Buying a children plan ensures that your child’s future aims and ambitions are attained and will not be impacted financially due to any unforeseen circumstances. Below are the top 5 things you should keep in mind while buying a Child Insurance Plan.
- Education cost and Inflation
While deciding the sum assured, you should take into account the estimated future education cost and inflation. For example, an MBA today costs Rs.12-15 lacs in a premier institute. So, you need to take the cost 10 or 15 years down the line. Ideally, the sum assured should be over 10 times the current income of the policy holder.
- Tenure of the plan
Deciding the tenure of the policy is very crucial as it makes you plan things accordingly. Suppose, your child is of 8 years now, and you believe once he is 18 years, he will be sure of the field he wants to pursue his education. That will be the time you will need money to help him pursue his dreams. So, you can select a plan with 10 years maturity period.
If you ignore the link between age of the child and tenure of the plan, you might face a cash crunch as you will need funds before policy matures. The period of a policy should be decided as to when the child will attain 18 or 21 years of age.
- Partial withdrawals
Many a times, you would want to get the funds as and when required and not when the policy matures. You should look for partial withdrawals clause. Managing the education cost becomes much easier if you can withdraw money after a fixed interval.
- Riders in child insurance plans
A rider is an additional benefit provided to the existing plan. The insurance companies charges extra premium for adding a rider to the plan. Policy holder should know about the riders offered by the insurance companies as these riders enhance the procedure.
Some riders offered by insurance companies are:
Premium rider
These days, insurance companies offer child plan with inbuilt premium rider clause. In case of untimely death of
policy holder, the balance premium payments are waived off and the nominee is entitled to get the benefits after policy matures.
If you are buying a plan, it is advisable that you look in for the premium rider clause.
Death Rider
In case of untimely death of the plan holder, the nominee gets a lump sum amount from the insurance companies. This rider ensures that the procedure does not lapse due to unfortunate events.
Other riders available are income benefit, accidental benefit, critical ailments etc. Riders vary from companies to companies and the person proposing to buy a policy should be aware regarding the riders offered.

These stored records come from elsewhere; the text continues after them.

//! Rainfall as a flood risk multiplier

use chrono::{DateTime, Duration, Utc};
use log::debug;
use serde::{Deserialize, Serialize};

use crate::Error;

/// Weather as reported by an upstream service
#[derive(Debug, Clone, Default, PartialEq, Serialize, Deserialize)]
pub struct WeatherObservation {
    pub precipitation_mm: Option<f64>,
    pub rain_mm: Option<f64>,
    pub observed_at: Option<DateTime<Utc>>,
}

impl WeatherObservation {
    pub fn new(precipitation_mm: f64, rain_mm: f64) -> Self {
        Self {
            precipitation_mm: Some(precipitation_mm),
            rain_mm: Some(rain_mm),
            observed_at: None,
        }
    }

    #[must_use]
    pub fn observed_at(mut self, at: DateTime<Utc>) -> Self {
        self.observed_at = Some(at);
        self
    }
}

/// Why the neutral weather assumption was used
#[derive(Debug, Clone, Copy, PartialEq, Eq, Serialize)]
#[serde(rename_all = "snake_case")]
pub enum NeutralReason {
    /// No observation was supplied
    Missing,
    /// Values were negative, non-finite or absent
    Invalid,
    /// Older than the configured maximum age
    Stale,
}

#[derive(Debug, Clone, Copy, PartialEq, Eq, Serialize)]
#[serde(tag = "kind", content = "reason", rename_all = "snake_case")]
pub enum WeatherSource {
    Observed,
    Neutral(NeutralReason),
}

/// Effect of the weather on a flood assessment
#[derive(Debug, Clone, Copy, PartialEq, Serialize)]
pub struct WeatherImpact {
    pub rainfall_mm: f64,
    pub multiplier: f64,
    pub source: WeatherSource,
}

impl WeatherImpact {
    pub fn neutral(reason: NeutralReason) -> Self {
        Self {
            rainfall_mm: 0.0,
            multiplier: 1.0,
            source: WeatherSource::Neutral(reason),
        }
    }

    pub fn is_neutral(&self) -> bool {
        matches!(self.source, WeatherSource::Neutral(_))
    }
}

/// Rainfall bands and their risk multipliers
#[derive(Debug, Clone, PartialEq, Serialize, Deserialize)]
#[serde(default)]
pub struct WeatherPolicy {
    /// Upper bounds (exclusive) of the light, moderate and heavy bands
    pub light_below_mm: f64,
    pub moderate_below_mm: f64,
    pub heavy_below_mm: f64,
    /// Multipliers for the dry/light, moderate, heavy and extreme bands
    pub multipliers: [f64; 4],
    /// Observations older than this are ignored
    pub max_age_minutes: Option<i64>,
}

impl Default for WeatherPolicy {
    fn default() -> Self {
        Self {
            light_below_mm: 2.5,
            moderate_below_mm: 10.0,
            heavy_below_mm: 20.0,
            multipliers: [1.0, 1.2, 1.5, 2.0],
            max_age_minutes: Some(180),
        }
    }
}

impl WeatherPolicy {
    /// Impact of an observation. Unusable observations give the neutral
    /// impact, never an error. Staleness is only judged when both `now` and
    /// the observation time are known.
    pub fn assess(
        &self,
        observation: Option<&WeatherObservation>,
        now: Option<DateTime<Utc>>,
    ) -> WeatherImpact {
        let Some(observation) = observation else {
            return WeatherImpact::neutral(NeutralReason::Missing);
        };

        let max_age = self.max_age_minutes.and_then(Duration::try_minutes);
        if let (Some(max_age), Some(observed_at), Some(now)) =
            (max_age, observation.observed_at, now)
            && now.signed_duration_since(observed_at) > max_age
        {
            debug!("Ignoring weather observed at {observed_at}, older than {max_age}");
            return WeatherImpact::neutral(NeutralReason::Stale);
        }

        let valid = |v: &f64| v.is_finite() && *v >= 0.0;
        let values = [observation.precipitation_mm, observation.rain_mm];
        if values.iter().flatten().any(|v| !valid(v)) {
            return WeatherImpact::neutral(NeutralReason::Invalid);
        }
        let Some(rainfall_mm) = values.into_iter().flatten().reduce(f64::max) else {
            return WeatherImpact::neutral(NeutralReason::Invalid);
        };

        WeatherImpact {
            rainfall_mm,
            multiplier: self.multiplier(rainfall_mm),
            source: WeatherSource::Observed,
        }
    }

    pub fn multiplier(&self, rainfall_mm: f64) -> f64 {
        let [dry, moderate, heavy, extreme] = self.multipliers;
        if rainfall_mm < self.light_below_mm {
            dry
        } else if rainfall_mm < self.moderate_below_mm {
            moderate
        } else if rainfall_mm < self.heavy_below_mm {
            heavy
        } else {
            extreme
        }
    }

    pub(crate) fn validate(&self) -> Result<(), Error> {
        let bands = [self.light_below_mm, self.moderate_below_mm, self.heavy_below_mm];
        if bands.iter().any(|b| !b.is_finite() || *b < 0.0)
            || !bands.windows(2).all(|w| w[0] <= w[1])
        {
            return Err(Error::InvalidConfig(
                "risk.weather rainfall bands must be non-negative and ascending".to_string(),
            ));
        }
        if self.multipliers.iter().any(|m| !m.is_finite() || *m < 0.0) {
            return Err(Error::InvalidConfig(
                "risk.weather multipliers must be non-negative".to_string(),
            ));
        }
        if self.max_age_minutes.is_some_and(|m| m <= 0) {
            return Err(Error::InvalidConfig(
                "risk.weather.max_age_minutes must be positive".to_string(),
            ));
        }
        Ok(())
    }
}

#[cfg(test)]
mod tests {
    use chrono::TimeZone;

    use super::*;

    fn at() -> DateTime<Utc> {
        Utc.with_ymd_and_hms(2024, 10, 1, 12, 0, 0).unwrap()
    }

    fn now() -> Option<DateTime<Utc>> {
        Some(at())
    }

    #[test]
    fn rainfall_bands() {
        let policy = WeatherPolicy::default();
        let cases = [
            (0.0, 1.0),
            (2.4, 1.0),
            (2.5, 1.2),
            (9.9, 1.2),
            (10.0, 1.5),
            (19.9, 1.5),
            (20.0, 2.0),
            (80.0, 2.0),
        ];
        for (rain, expected) in cases {
            assert!(
                (policy.multiplier(rain) - expected).abs() < f64::EPSILON,
                "{rain} mm"
            );
        }
    }

    #[test]
    fn rainfall_is_the_larger_reading() {
        let policy = WeatherPolicy::default();
        let impact = policy.assess(Some(&WeatherObservation::new(3.0, 12.0)), now());
        assert_eq!(impact.source, WeatherSource::Observed);
        assert!((impact.rainfall_mm - 12.0).abs() < f64::EPSILON);
        assert!((impact.multiplier - 1.5).abs() < f64::EPSILON);

        let only_rain = WeatherObservation {
            rain_mm: Some(25.0),
            ..WeatherObservation::default()
        };
        assert!((policy.assess(Some(&only_rain), now()).multiplier - 2.0).abs() < f64::EPSILON);
    }

    #[test]
    fn unusable_weather_is_neutral() {
        let policy = WeatherPolicy::default();
        assert_eq!(
            policy.assess(None, now()).source,
            WeatherSource::Neutral(NeutralReason::Missing)
        );
        assert_eq!(
            policy
                .assess(Some(&WeatherObservation::new(f64::NAN, 1.0)), now())
                .source,
            WeatherSource::Neutral(NeutralReason::Invalid)
        );
        assert_eq!(
            policy
                .assess(Some(&WeatherObservation::new(-1.0, 1.0)), now())
                .source,
            WeatherSource::Neutral(NeutralReason::Invalid)
        );
        assert_eq!(
            policy
                .assess(Some(&WeatherObservation::default()), now())
                .source,
            WeatherSource::Neutral(NeutralReason::Invalid)
        );

        let stale = WeatherObservation::new(30.0, 30.0).observed_at(at() - Duration::hours(6));
        let impact = policy.assess(Some(&stale), now());
        assert_eq!(impact.source, WeatherSource::Neutral(NeutralReason::Stale));
        assert!((impact.multiplier - 1.0).abs() < f64::EPSILON);

        let fresh = WeatherObservation::new(30.0, 30.0).observed_at(at() - Duration::minutes(10));
        assert_eq!(policy.assess(Some(&fresh), now()).source, WeatherSource::Observed);
        // Without a reference time the observation is taken as current
        assert_eq!(policy.assess(Some(&stale), None).source, WeatherSource::Observed);
    }
}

- Compare child plans online
Finding the best children plan as per your need is the easiest way to know about the various plans offered by insurance companies. It is convenient, paper less and hassle-free. You, also, have a customer assistance 24/7 that can help to sort all your queries. While comparing policy online, you will have to fill in personal details like the age of the parent and child, current income etc. Comparing and buying plans online helps you save the time of going to the insurance agent or the insurance company.Also, you can download the brochure of children plans from the insurance company’s website.
By now, you know the things to look in while buying a children plan. For the purpose of securing your child’s future, you should invest in a children plan which works as an insurance cum investment plan thus enabling your child’s dream turn into reality.